The situation drastically changed at the beginning of the 2000s, when the technique of optical rectification with phase matching in crystals lacking inversion symmetry such as lithium niobate was developed. This technological breakthrough enabled the development of table-top sources of single-cycle THz pulses with field strengths comparable to the intrinsic field strength in a wide range of strongly correlated materials. Consequently, it became possible to engineer new dynamic states of materials by modifying their intrinsic fields.

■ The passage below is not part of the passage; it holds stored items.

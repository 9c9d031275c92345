//! Projection solver: flattens a mesh onto the ground plane.
//!
//! Front-facing triangles (all triangles when `doubleSided`) are projected
//! along +Y onto the XZ plane, projected vertices are welded on a quantized
//! grid, and triangles sharing a welded vertex are grouped. The merged
//! footprint covers the silhouette seen from above; overlapping triangles are
//! left as they are.
//!
//! ```text
//!  3D mesh            projected (y = 0)        groups (both)
//!    /\                ┌──┐   ┌─┐              [A]  [B]
//!   /__\    ───►       │A │   │B│     ───►
//!                      └──┘   └─┘
//! ```

use std::collections::HashMap;

use glam::{Vec2, Vec3Swizzles};
use rayon::prelude::*;
use serde::Deserialize;

use super::{ProgressReporter, SilhouetteSolver};
use crate::constants::{DEFAULT_PROGRESS_INTERVAL, DEFAULT_WELD_SCALE};
use crate::error::SolveError;
use crate::options::RequestOptions;
use crate::protocol::ResultPayload;
use crate::types::{MeshBuffers, OutputMode};

/// Fraction of the progress range spent projecting; welding and grouping
/// take the rest.
const PROJECTION_SHARE: f32 = 0.8;

/// Projected triangles with less doubled area than this are dropped.
const MIN_PROJECTED_AREA: f32 = 1e-12;

/// Options read from the job's algorithm map.
#[derive(Clone, Debug, PartialEq, Deserialize)]
#[serde(rename_all = "camelCase", default)]
pub struct ProjectionOptions {
  /// Keep triangles facing away from +Y.
  pub double_sided: bool,

  /// Grid cells per unit used to weld projected vertices.
  pub weld_scale: f32,

  /// Triangles between progress reports.
  pub progress_interval: usize,
}

impl Default for ProjectionOptions {
  fn default() -> Self {
    Self {
      double_sided: false,
      weld_scale: DEFAULT_WELD_SCALE,
      progress_interval: DEFAULT_PROGRESS_INTERVAL,
    }
  }
}

impl ProjectionOptions {
  fn validate(&self) -> Result<(), SolveError> {
    if !(self.weld_scale.is_finite() && self.weld_scale > 0.0) {
      return Err(SolveError::failed(format!(
        "weldScale must be a positive number, got {}",
        self.weld_scale
      )));
    }
    Ok(())
  }
}

/// Default solver used by `SilhouetteDispatcher::create`.
#[derive(Clone, Copy, Debug, Default)]
pub struct ProjectionSolver;

impl SilhouetteSolver for ProjectionSolver {
  #[tracing::instrument(skip_all, name = "projection::solve")]
  fn solve(
    &self,
    mesh: MeshBuffers,
    options: &RequestOptions,
    progress: &mut ProgressReporter<'_>,
  ) -> Result<ResultPayload, SolveError> {
    let settings: ProjectionOptions = options
      .algorithm
      .parse()
      .map_err(|e| SolveError::failed(format!("invalid projection options: {e}")))?;
    settings.validate()?;
    mesh.check_layout().map_err(SolveError::Failed)?;
    check_index_range(&mesh)?;

    let triangle_count = mesh.triangle_count();
    if triangle_count == 0 {
      return Err(SolveError::failed("degenerate mesh"));
    }

    let projected = project_triangles(&mesh, &settings, triangle_count, progress)?;
    if projected.is_empty() {
      return Err(SolveError::failed("degenerate mesh"));
    }

    let welded = {
      let _span = tracing::info_span!("weld_vertices").entered();
      weld(&projected, settings.weld_scale)
    };
    if welded.triangles.is_empty() {
      return Err(SolveError::failed("degenerate mesh"));
    }
    progress.check_cancelled()?;
    progress.report(PROJECTION_SHARE + (1.0 - PROJECTION_SHARE) * 0.5);

    let payload = match options.output {
      OutputMode::Single => ResultPayload::Single(welded.merged()),
      OutputMode::Both => {
        let _span = tracing::info_span!("group_components").entered();
        ResultPayload::Groups(welded.groups())
      }
    };

    progress.report(1.0);
    Ok(payload)
  }
}

fn check_index_range(mesh: &MeshBuffers) -> Result<(), SolveError> {
  let vertex_count = mesh.vertex_count();
  if let Some(index) = &mesh.index {
    if let Some(bad) = index.iter().find(|&&i| i as usize >= vertex_count) {
      return Err(SolveError::failed(format!(
        "index {bad} out of range for {vertex_count} vertices"
      )));
    }
  }
  Ok(())
}

#[inline]
fn triangle_vertices(mesh: &MeshBuffers, triangle: usize) -> [usize; 3] {
  let base = triangle * 3;
  match &mesh.index {
    Some(index) => [
      index[base] as usize,
      index[base + 1] as usize,
      index[base + 2] as usize,
    ],
    None => [base, base + 1, base + 2],
  }
}

/// Project one triangle onto XZ, keeping the winding that faces +Y.
fn project_triangle(mesh: &MeshBuffers, triangle: usize, double_sided: bool) -> Option<[Vec2; 3]> {
  let [ia, ib, ic] = triangle_vertices(mesh, triangle);
  let (a, b, c) = (mesh.vertex(ia), mesh.vertex(ib), mesh.vertex(ic));

  let facing = (b - a).cross(c - a).y;
  if facing.abs() <= MIN_PROJECTED_AREA || !facing.is_finite() {
    return None;
  }
  if facing < 0.0 && !double_sided {
    return None;
  }

  // Output triangles face +Y.
  if facing > 0.0 {
    Some([a.xz(), b.xz(), c.xz()])
  } else {
    Some([a.xz(), c.xz(), b.xz()])
  }
}

fn project_triangles(
  mesh: &MeshBuffers,
  settings: &ProjectionOptions,
  triangle_count: usize,
  progress: &mut ProgressReporter<'_>,
) -> Result<Vec<[Vec2; 3]>, SolveError> {
  let _span = tracing::info_span!("project_triangles").entered();

  let interval = settings.progress_interval.max(1);
  let mut projected = Vec::with_capacity(triangle_count);
  let mut start = 0;

  while start < triangle_count {
    progress.check_cancelled()?;
    let end = (start + interval).min(triangle_count);

    let batch: Vec<Option<[Vec2; 3]>> = (start..end)
      .into_par_iter()
      .map(|t| project_triangle(mesh, t, settings.double_sided))
      .collect();
    projected.extend(batch.into_iter().flatten());

    progress.report(PROJECTION_SHARE * end as f32 / triangle_count as f32);
    start = end;
  }

  Ok(projected)
}

/// Projected geometry with shared vertices.
struct Welded {
  vertices: Vec<Vec2>,
  triangles: Vec<[u32; 3]>,
}

fn weld(projected: &[[Vec2; 3]], scale: f32) -> Welded {
  let mut lookup: HashMap<(i64, i64), u32> = HashMap::new();
  let mut vertices = Vec::new();
  let mut triangles = Vec::with_capacity(projected.len());

  for tri in projected {
    let ids = tri.map(|p| {
      let key = ((p.x * scale).round() as i64, (p.y * scale).round() as i64);
      *lookup.entry(key).or_insert_with(|| {
        vertices.push(p);
        (vertices.len() - 1) as u32
      })
    });
    // Collapsed after welding
    if ids[0] == ids[1] || ids[1] == ids[2] || ids[0] == ids[2] {
      continue;
    }
    triangles.push(ids);
  }

  Welded { vertices, triangles }
}

impl Welded {
  fn position(&self, vertex: u32) -> [f32; 3] {
    let p = self.vertices[vertex as usize];
    [p.x, 0.0, p.y]
  }

  /// Everything as one indexed mesh.
  fn merged(&self) -> MeshBuffers {
    let position = (0..self.vertices.len() as u32).flat_map(|v| self.position(v)).collect();
    let index = self.triangles.iter().flatten().copied().collect();
    MeshBuffers::indexed(position, index)
  }

  /// One indexed mesh per connected component, ordered by first triangle.
  fn groups(&self) -> Vec<MeshBuffers> {
    let mut sets = DisjointSet::new(self.vertices.len());
    for [a, b, c] in &self.triangles {
      sets.union(*a, *b);
      sets.union(*b, *c);
    }

    let mut group_of_root: HashMap<u32, usize> = HashMap::new();
    let mut groups: Vec<(HashMap<u32, u32>, MeshBuffers)> = Vec::new();

    for tri in &self.triangles {
      let root = sets.find(tri[0]);
      let slot = *group_of_root.entry(root).or_insert_with(|| {
        groups.push((HashMap::new(), MeshBuffers::indexed(Vec::new(), Vec::new())));
        groups.len() - 1
      });

      let (remap, mesh) = &mut groups[slot];
      for &v in tri {
        let local = match remap.get(&v) {
          Some(&local) => local,
          None => {
            let local = remap.len() as u32;
            remap.insert(v, local);
            mesh.position.extend_from_slice(&self.position(v));
            local
          }
        };
        if let Some(index) = mesh.index.as_mut() {
          index.push(local);
        }
      }
    }

    groups.into_iter().map(|(_, mesh)| mesh).collect()
  }
}

/// Union-find over welded vertex ids.
struct DisjointSet {
  parent: Vec<u32>,
}

impl DisjointSet {
  fn new(len: usize) -> Self {
    Self {
      parent: (0..len as u32).collect(),
    }
  }

  fn find(&mut self, mut x: u32) -> u32 {
    while self.parent[x as usize] != x {
      let grandparent = self.parent[self.parent[x as usize] as usize];
      self.parent[x as usize] = grandparent;
      x = grandparent;
    }
    x
  }

  fn union(&mut self, a: u32, b: u32) {
    let (ra, rb) = (self.find(a), self.find(b));
    if ra != rb {
      // Lower id wins so roots are stable across runs.
      let (lo, hi) = if ra < rb { (ra, rb) } else { (rb, ra) };
      self.parent[hi as usize] = lo;
    }
  }
}

#[cfg(test)]
#[path = "projection_test.rs"]
mod projection_test;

In condensed matter physics and in general, THz radiation is an efficient tool to investigate a multitude of low-energy excitations existing in the THz region. Important examples are resonances of phonons and plasmons (collective lattice and electron vibrations, respectively), spins, intersubband transitions (subbands are electronic energy bands formed in quantum wells, in which the electrons are confined in two directions), excitons (bound electron–hole pairs), macro-molecular vibrations and molecular rotations.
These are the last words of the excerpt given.